The Afro-American Cultural Center has been able to raise only 6 per cent of its $90,000 fund-raising goal for next years operating expenses.

Imani Kazana, director of the center, said last Sunday that the donor list which produced about $150,000 in 1969 has been exhausted. Donors who had contributed $10,000 in the past are now making $100 contributions, she said. The largest gift thus far has been $400 from the COOP, Kazana added.

Kazana said that the center will exhaust its original $100,000 operating fund by the end of August and may be forced to sell $50,000 worth of securities from its endowment to meet operating expenses.

Kazana said that she is developing plans to cut back on the center's staff, but said that she thought that the necessary funds will be raised.
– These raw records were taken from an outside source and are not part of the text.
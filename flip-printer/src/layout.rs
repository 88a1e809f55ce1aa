//! Character-level line layout
//!
//! Lines are split on a dot budget, one character at a time. There is no
//! word-boundary logic: the printer has a fixed glyph grid and the receipt
//! only needs to be legible.

use crate::encoding::char_width;
use crate::normalize::normalize;

/// Printable width of 58mm paper in dots
pub const DEFAULT_MAX_WIDTH: u32 = 384;

/// One printed line
#[derive(Debug, Clone, PartialEq, Eq)]
pub struct PhysicalLine {
    pub text: String,
    /// Rendered width in dots
    pub width: u32,
    /// Index of the source paragraph within its document
    pub paragraph: usize,
}

impl PhysicalLine {
    /// An empty line, printed as a blank feed
    pub fn blank(paragraph: usize) -> Self {
        Self {
            text: String::new(),
            width: 0,
            paragraph,
        }
    }
}

/// Split one paragraph into lines no wider than `max_width` dots
///
/// A character whose own width exceeds `max_width` is placed alone on a
/// line rather than dropped. An empty paragraph yields no lines.
pub fn wrap(paragraph: &str, max_width: u32) -> Vec<PhysicalLine> {
    let mut lines = Vec::new();
    let mut text = String::new();
    let mut width = 0u32;

    for c in paragraph.chars() {
        let w = char_width(c);
        if width + w > max_width && !text.is_empty() {
            lines.push(PhysicalLine {
                text: std::mem::take(&mut text),
                width,
                paragraph: 0,
            });
            width = 0;
        }
        text.push(c);
        width += w;
    }

    if !text.is_empty() {
        lines.push(PhysicalLine {
            text,
            width,
            paragraph: 0,
        });
    }

    lines
}

/// One email rendered as text: header lines, a blank line, then the body
///
/// The text is normalized on construction and never changes afterwards.
#[derive(Debug, Clone, PartialEq, Eq)]
pub struct Document {
    text: String,
}

impl Document {
    /// Build a document from raw message text
    pub fn new(raw: &str) -> Self {
        Self {
            text: normalize(raw),
        }
    }

    /// The normalized text
    pub fn text(&self) -> &str {
        &self.text
    }

    /// Logical paragraphs in reading order
    pub fn paragraphs(&self) -> impl Iterator<Item = &str> {
        self.text.split('\n')
    }
}
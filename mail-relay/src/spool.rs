//! Spool directory of decoded messages
//!
//! The mail-ingestion side drops one JSON file per message. Files are read
//! in name order so that zero-padded UIDs print oldest first.

use std::fs;
use std::path::{Path, PathBuf};

use tracing::{error, warn};

use crate::error::{RelayError, RelayResult};
use crate::message::MailMessage;

/// Parse one spool file
pub fn read_message(path: &Path) -> RelayResult<MailMessage> {
    let raw = fs::read_to_string(path)?;
    serde_json::from_str(&raw).map_err(|source| RelayError::Json {
        path: path.to_path_buf(),
        source,
    })
}

/// Load every `*.json` message in `dir`
///
/// A missing directory yields no messages. Files that cannot be parsed are
/// logged and skipped.
pub fn load_messages(dir: &Path) -> RelayResult<Vec<MailMessage>> {
    if !dir.exists() {
        warn!(dir = %dir.display(), "Spool directory does not exist");
        return Ok(Vec::new());
    }

    let mut paths: Vec<PathBuf> = fs::read_dir(dir)?
        .filter_map(|entry| entry.ok().map(|e| e.path()))
        .filter(|p| p.is_file() && p.extension().is_some_and(|ext| ext == "json"))
        .collect();
    paths.sort();

    let mut messages = Vec::with_capacity(paths.len());
    for path in paths {
        match read_message(&path) {
            Ok(msg) => messages.push(msg),
            Err(e) => error!(error = %e, "Skipping spool file"),
        }
    }
    Ok(messages)
}

#[cfg(test)]
mod tests {
    use super::*;

    #[test]
    fn test_load_in_name_order() {
        let dir = tempfile::tempdir().unwrap();
        fs::write(
            dir.path().join("0002.json"),
            r#"{"id": "2", "account": "me@example.com", "subject": "second"}"#,
        )
        .unwrap();
        fs::write(
            dir.path().join("0001.json"),
            r#"{"id": "1", "account": "me@example.com", "subject": "first"}"#,
        )
        .unwrap();
        fs::write(dir.path().join("readme.txt"), "not a message").unwrap();

        let messages = load_messages(dir.path()).unwrap();
        let ids: Vec<_> = messages.iter().map(|m| m.id.as_str()).collect();
        assert_eq!(ids, vec!["1", "2"]);
    }

    #[test]
    fn test_bad_file_skipped() {
        let dir = tempfile::tempdir().unwrap();
        fs::write(dir.path().join("a.json"), "{ broken").unwrap();
        fs::write(
            dir.path().join("b.json"),
            r#"{"id": "9", "account": "me@example.com"}"#,
        )
        .unwrap();

        let messages = load_messages(dir.path()).unwrap();
        assert_eq!(messages.len(), 1);
        assert!(matches!(
            read_message(&dir.path().join("a.json")),
            Err(RelayError::Json { .. })
        ));
    }

    #[test]
    fn test_missing_dir() {
        let dir = tempfile::tempdir().unwrap();
        assert!(load_messages(&dir.path().join("nope")).unwrap().is_empty());
    }
}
Kazana, who said in March that the Center had, "people waiting in the wings [to give money]," explained that the center had been depending heavily on their 1969 alumni contributors.

The center was established with the understanding that Harvard alumni would provide sufficient support, she added.
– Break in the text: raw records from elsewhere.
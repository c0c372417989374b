//! Severity level definitions

use colored::Color;
use std::fmt;
use std::str::FromStr;

#[derive(Debug, Clone, Copy, PartialEq, Eq, PartialOrd, Ord)]
#[derive(Default)]
pub enum Level {
    Trace = 0,
    #[default]
    Debug = 1,
    Info = 2,
    Notice = 3,
    Warn = 4,
    Error = 5,
    Fatal = 6,
    /// Threshold-only sentinel, numerically above every real rank.
    /// `Logger::set_level(Level::Off)` suppresses all output; no emission
    /// operation exists for it.
    Off = 10,
}

/// Label text and color for one real rank.
pub(crate) struct LevelStyle {
    pub label: &'static str,
    pub color: Color,
    /// Render the color as a background instead of a foreground.
    pub background: bool,
}

/// One entry per real rank, indexed by discriminant in enumeration order.
/// `Off` deliberately has no entry.
pub(crate) const LEVEL_STYLES: [LevelStyle; 7] = [
    LevelStyle { label: "TRACE", color: Color::Cyan, background: false },
    LevelStyle { label: "DEBUG", color: Color::Blue, background: false },
    LevelStyle { label: "INFO", color: Color::Green, background: false },
    LevelStyle { label: "NOTICE", color: Color::Magenta, background: false },
    LevelStyle { label: "WARN", color: Color::Yellow, background: false },
    LevelStyle { label: "ERROR", color: Color::Red, background: false },
    LevelStyle { label: "FATAL", color: Color::Red, background: true },
];

impl Level {
    pub fn as_str(&self) -> &'static str {
        match self.style() {
            Some(style) => style.label,
            None => "OFF",
        }
    }

    pub(crate) fn style(&self) -> Option<&'static LevelStyle> {
        LEVEL_STYLES.get(*self as usize)
    }
}

impl fmt::Display for Level {
    fn fmt(&self, f: &mut fmt::Formatter<'_>) -> fmt::Result {
        write!(f, "{}", self.as_str())
    }
}

impl FromStr for Level {
    type Err = String;

    fn from_str(s: &str) -> Result<Self, Self::Err> {
        match s.to_uppercase().as_str() {
            "TRACE" => Ok(Level::Trace),
            "DEBUG" => Ok(Level::Debug),
            "INFO" => Ok(Level::Info),
            "NOTICE" => Ok(Level::Notice),
            "WARN" | "WARNING" => Ok(Level::Warn),
            "ERROR" => Ok(Level::Error),
            "FATAL" => Ok(Level::Fatal),
            "OFF" => Ok(Level::Off),
            _ => Err(format!("Invalid log level: '{}'", s)),
        }
    }
}

#[cfg(test)]
mod tests {
    use super::*;

    const REAL_LEVELS: [Level; 7] = [
        Level::Trace,
        Level::Debug,
        Level::Info,
        Level::Notice,
        Level::Warn,
        Level::Error,
        Level::Fatal,
    ];

    #[test]
    fn style_table_matches_enum_order() {
        assert_eq!(LEVEL_STYLES.len(), REAL_LEVELS.len());
        for (index, level) in REAL_LEVELS.iter().enumerate() {
            assert_eq!(*level as usize, index);
            assert_eq!(LEVEL_STYLES[index].label, level.as_str());
        }
    }

    #[test]
    fn off_is_above_every_real_rank() {
        for level in REAL_LEVELS {
            assert!(level < Level::Off);
        }
        assert!(Level::Off.style().is_none());
        assert_eq!(Level::Off.as_str(), "OFF");
    }

    #[test]
    fn parses_case_insensitively() {
        assert_eq!("notice".parse::<Level>().unwrap(), Level::Notice);
        assert_eq!("WARNING".parse::<Level>().unwrap(), Level::Warn);
        assert_eq!("off".parse::<Level>().unwrap(), Level::Off);
        assert!("verbose".parse::<Level>().is_err());
    }

    #[test]
    fn display_matches_as_str() {
        for level in REAL_LEVELS {
            assert_eq!(format!("{}", level), level.as_str());
        }
    }
}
She said the Rockefeller family and other large donors are "just not with us" and that people like the Rockefellers are sending "very detailed, very legitimate letters, telling why they can't give this time, and that they are involved with five other Harvard projects."

No Response

"People just don't feel black projects are as needy now, especially since there are no dramatic expressions of black discontent," she said.

University Development officer Charles D. Thompson said last Wednesday that "perhaps people's priorities have changed." He added that his office has provided the Afro Center with the support it offers all student organizations.

Kazana said the Development Office is "at a loss for an answer" to the center's poor fund-raising results.

Kazana said that the center is presently developing alternative sources of funds. The center is currently sending solicitation letters to the top 100 black businesses in the U.S., the top fifty U.S. banks and insurance companies, Cambridge businesses and churches, and black alumni.

Kazana will begin to bill departments within the University for services provided by the center when she returns from vacation on August 13, she said.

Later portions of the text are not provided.